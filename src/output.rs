//! # Output Module
//!
//! This module centralizes all user-facing output for goheader. Lists of
//! files go to stdout; in quiet mode only bare paths are printed so the
//! output can be piped.

use std::path::Path;

use owo_colors::{OwoColorize, Stream};

use goheader::logging::{is_quiet, is_verbose};
use goheader::report::{FileAction, FileReport, ProcessingSummary, make_relative_path};

/// Symbols used in output
pub mod symbols {
  /// Success/has header
  pub const SUCCESS: &str = "\u{2713}"; // ✓
  /// Missing header/failure
  pub const FAILURE: &str = "\u{2717}"; // ✗
  /// Generated file, skipped
  pub const SKIPPED: &str = "-";
}

/// Maximum number of files to show in the default output before truncating
const DEFAULT_FILE_LIST_LIMIT: usize = 20;

/// Print the initial "Checking N files..." or "Processing N files..." message.
pub fn print_start_message(file_count: usize, modify_mode: bool) {
  if is_quiet() {
    return;
  }

  let verb = if modify_mode { "Processing" } else { "Checking" };
  println!("{} {} {}...", verb, file_count, plural(file_count));
}

/// Print a blank line for visual separation (respects quiet mode).
pub fn print_blank_line() {
  if !is_quiet() {
    println!();
  }
}

/// Print the list of files missing the header.
///
/// In quiet mode only the paths are printed, one per line.
pub fn print_missing_files(files: &[&FileReport], root: Option<&Path>) {
  if files.is_empty() {
    return;
  }

  if is_quiet() {
    for file in files {
      println!("{}", make_relative_path(&file.path, root));
    }
    return;
  }

  let header = format!(
    "{} {} {} missing the header:",
    symbols::FAILURE.if_supports_color(Stream::Stdout, |s| s.red()),
    files.len(),
    plural(files.len())
  );
  print_file_list(&header, files, root);
}

/// Print generated files that were skipped. Only shown in verbose mode.
pub fn print_generated_files(files: &[&FileReport], root: Option<&Path>) {
  if !is_verbose() || files.is_empty() {
    return;
  }

  let header = format!(
    "{} Skipped {} generated {}:",
    symbols::SKIPPED.if_supports_color(Stream::Stdout, |s| s.dimmed()),
    files.len(),
    plural(files.len())
  );
  print_file_list(&header, files, root);
}

/// Print files that failed, with their errors, to stderr.
pub fn print_failed_files(files: &[&FileReport], root: Option<&Path>) {
  for file in files {
    if let FileAction::Failed(ref message) = file.action {
      eprintln!(
        "{} {}: {}",
        "error:".if_supports_color(Stream::Stderr, |s| s.red()),
        make_relative_path(&file.path, root),
        message
      );
    }
  }
}

/// Print the success message when no file needs a change.
pub fn print_all_files_ok() {
  if is_quiet() {
    return;
  }

  println!(
    "{} All files have the header.",
    symbols::SUCCESS.if_supports_color(Stream::Stdout, |s| s.green())
  );
}

/// Print the processing summary.
///
/// Format: "Summary: X OK, Y missing, Z generated, W failed"
/// In verbose mode, also shows timing.
pub fn print_summary(summary: &ProcessingSummary, modify_mode: bool) {
  if is_quiet() {
    return;
  }

  let ok_count = summary.present + summary.inserted;
  let mut summary_line = format!(
    "Summary: {} OK, {} {}, {} generated, {} failed",
    ok_count.if_supports_color(Stream::Stdout, |s| s.cyan()),
    if modify_mode { summary.inserted } else { summary.missing },
    if modify_mode { "added" } else { "missing" },
    summary.generated.if_supports_color(Stream::Stdout, |s| s.dimmed()),
    summary.failed
  );

  if is_verbose() {
    summary_line.push_str(&format!(" ({:.2}s)", summary.processing_time.as_secs_f64()));
  }

  println!("{}", summary_line);
}

/// Print a hint for the user about what to do next.
pub fn print_hint(message: &str) {
  if is_quiet() {
    return;
  }

  println!("{}", message.if_supports_color(Stream::Stdout, |s| s.yellow()));
}

fn print_file_list(header: &str, files: &[&FileReport], root: Option<&Path>) {
  println!("{}", header);

  let mut sorted: Vec<_> = files.to_vec();
  sorted.sort_by(|a, b| a.path.cmp(&b.path));

  let limit = if is_verbose() { sorted.len() } else { DEFAULT_FILE_LIST_LIMIT };
  for file in sorted.iter().take(limit) {
    println!("  {}", make_relative_path(&file.path, root));
  }

  if sorted.len() > limit {
    println!(
      "  {} more (use -v to see all)",
      format!("... and {}", sorted.len() - limit).if_supports_color(Stream::Stdout, |s| s.dimmed())
    );
  }
}

const fn plural(count: usize) -> &'static str {
  if count == 1 { "file" } else { "files" }
}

=-=-=-=-=

THE PROBLEM: Retype the entries. Every line must match exactly.

TASK RESPONSE:
filename src/output.rs
//! # Output Module
//!
//! This module centralizes all user-facing output for goheader. Lists of
//! files go to stdout; in quiet mode only bare paths are printed so the
//! output can be piped.

use std::path::Path;

use owo_colors::{OwoColorize, Stream};

use goheader::logging::{is_quiet, is_verbose};
use goheader::report::{FileAction, FileReport, ProcessingSummary, make_relative_path};

/// Symbols used in output
pub mod symbols {
  /// Success/has header
  pub const SUCCESS: &str = "\u{2713}"; // ✓
  /// Missing header/failure
  pub const FAILURE: &str = "\u{2717}"; // ✗
  /// Generated file, skipped
  pub const SKIPPED: &str = "-";
}

/// Maximum number of files to show in the default output before truncating
const DEFAULT_FILE_LIST_LIMIT: usize = 20;

/// Print the initial "Checking N files..." or "Processing N files..." message.
pub fn print_start_message(file_count: usize, modify_mode: bool) {
  if is_quiet() {
    return;
  }

  let verb = if modify_mode { "Processing" } else { "Checking" };
  println!("{} {} {}...", verb, file_count, plural(file_count));
}

/// Print a blank line for visual separation (respects quiet mode).
pub fn print_blank_line() {
  if !is_quiet() {
    println!();
  }
}

/// Print the list of files missing the header.
///
/// In quiet mode only the paths are printed, one per line.
pub fn print_missing_files(files: &[&FileReport], root: Option<&Path>) {
  if files.is_empty() {
    return;
  }

  if is_quiet() {
    for file in files {
      println!("{}", make_relative_path(&file.path, root));
    }
    return;
  }

  let header = format!(
    "{} {} {} missing the header:",
    symbols::FAILURE.if_supports_color(Stream::Stdout, |s| s.red()),
    files.len(),
    plural(files.len())
  );
  print_file_list(&header, files, root);
}

/// Print generated files that were skipped. Only shown in verbose mode.
pub fn print_generated_files(files: &[&FileReport], root: Option<&Path>) {
  if !is_verbose() || files.is_empty() {
    return;
  }

  let header = format!(
    "{} Skipped {} generated {}:",
    symbols::SKIPPED.if_supports_color(Stream::Stdout, |s| s.dimmed()),
    files.len(),
    plural(files.len())
  );
  print_file_list(&header, files, root);
}

/// Print files that failed, with their errors, to stderr.
pub fn print_failed_files(files: &[&FileReport], root: Option<&Path>) {
  for file in files {
    if let FileAction::Failed(ref message) = file.action {
      eprintln!(
        "{} {}: {}",
        "error:".if_supports_color(Stream::Stderr, |s| s.red()),
        make_relative_path(&file.path, root),
        message
      );
    }
  }
}

/// Print the success message when no file needs a change.
pub fn print_all_files_ok() {
  if is_quiet() {
    return;
  }

  println!(
    "{} All files have the header.",
    symbols::SUCCESS.if_supports_color(Stream::Stdout, |s| s.green())
  );
}

/// Print the processing summary.
///
/// Format: "Summary: X OK, Y missing, Z generated, W failed"
/// In verbose mode, also shows timing.
pub fn print_summary(summary: &ProcessingSummary, modify_mode: bool) {
  if is_quiet() {
    return;
  }

  let ok_count = summary.present + summary.inserted;
  let mut summary_line = format!(
    "Summary: {} OK, {} {}, {} generated, {} failed",
    ok_count.if_supports_color(Stream::Stdout, |s| s.cyan()),
    if modify_mode { summary.inserted } else { summary.missing },
    if modify_mode { "added" } else { "missing" },
    summary.generated.if_supports_color(Stream::Stdout, |s| s.dimmed()),
    summary.failed
  );

  if is_verbose() {
    summary_line.push_str(&format!(" ({:.2}s)", summary.processing_time.as_secs_f64()));
  }

  println!("{}", summary_line);
}

/// Print a hint for the user about what to do next.
pub fn print_hint(message: &str) {
  if is_quiet() {
    return;
  }

  println!("{}", message.if_supports_color(Stream::Stdout, |s| s.yellow()));
}

fn print_file_list(header: &str, files: &[&FileReport], root: Option<&Path>) {
  println!("{}", header);

  let mut sorted: Vec<_> = files.to_vec();
  sorted.sort_by(|a, b| a.path.cmp(&b.path));

  let limit = if is_verbose() { sorted.len() } else { DEFAULT_FILE_LIST_LIMIT };
  for file in sorted.iter().take(limit) {
    println!("  {}", make_relative_path(&file.path, root));
  }

  if sorted.len() > limit {
    println!(
      "  {} more (use -v to see all)",
      format!("... and {}", sorted.len() - limit).if_supports_color(Stream::Stdout, |s| s.dimmed())
    );
  }
}

const fn plural(count: usize) -> &'static str {
  if count == 1 { "file" } else { "files" }
}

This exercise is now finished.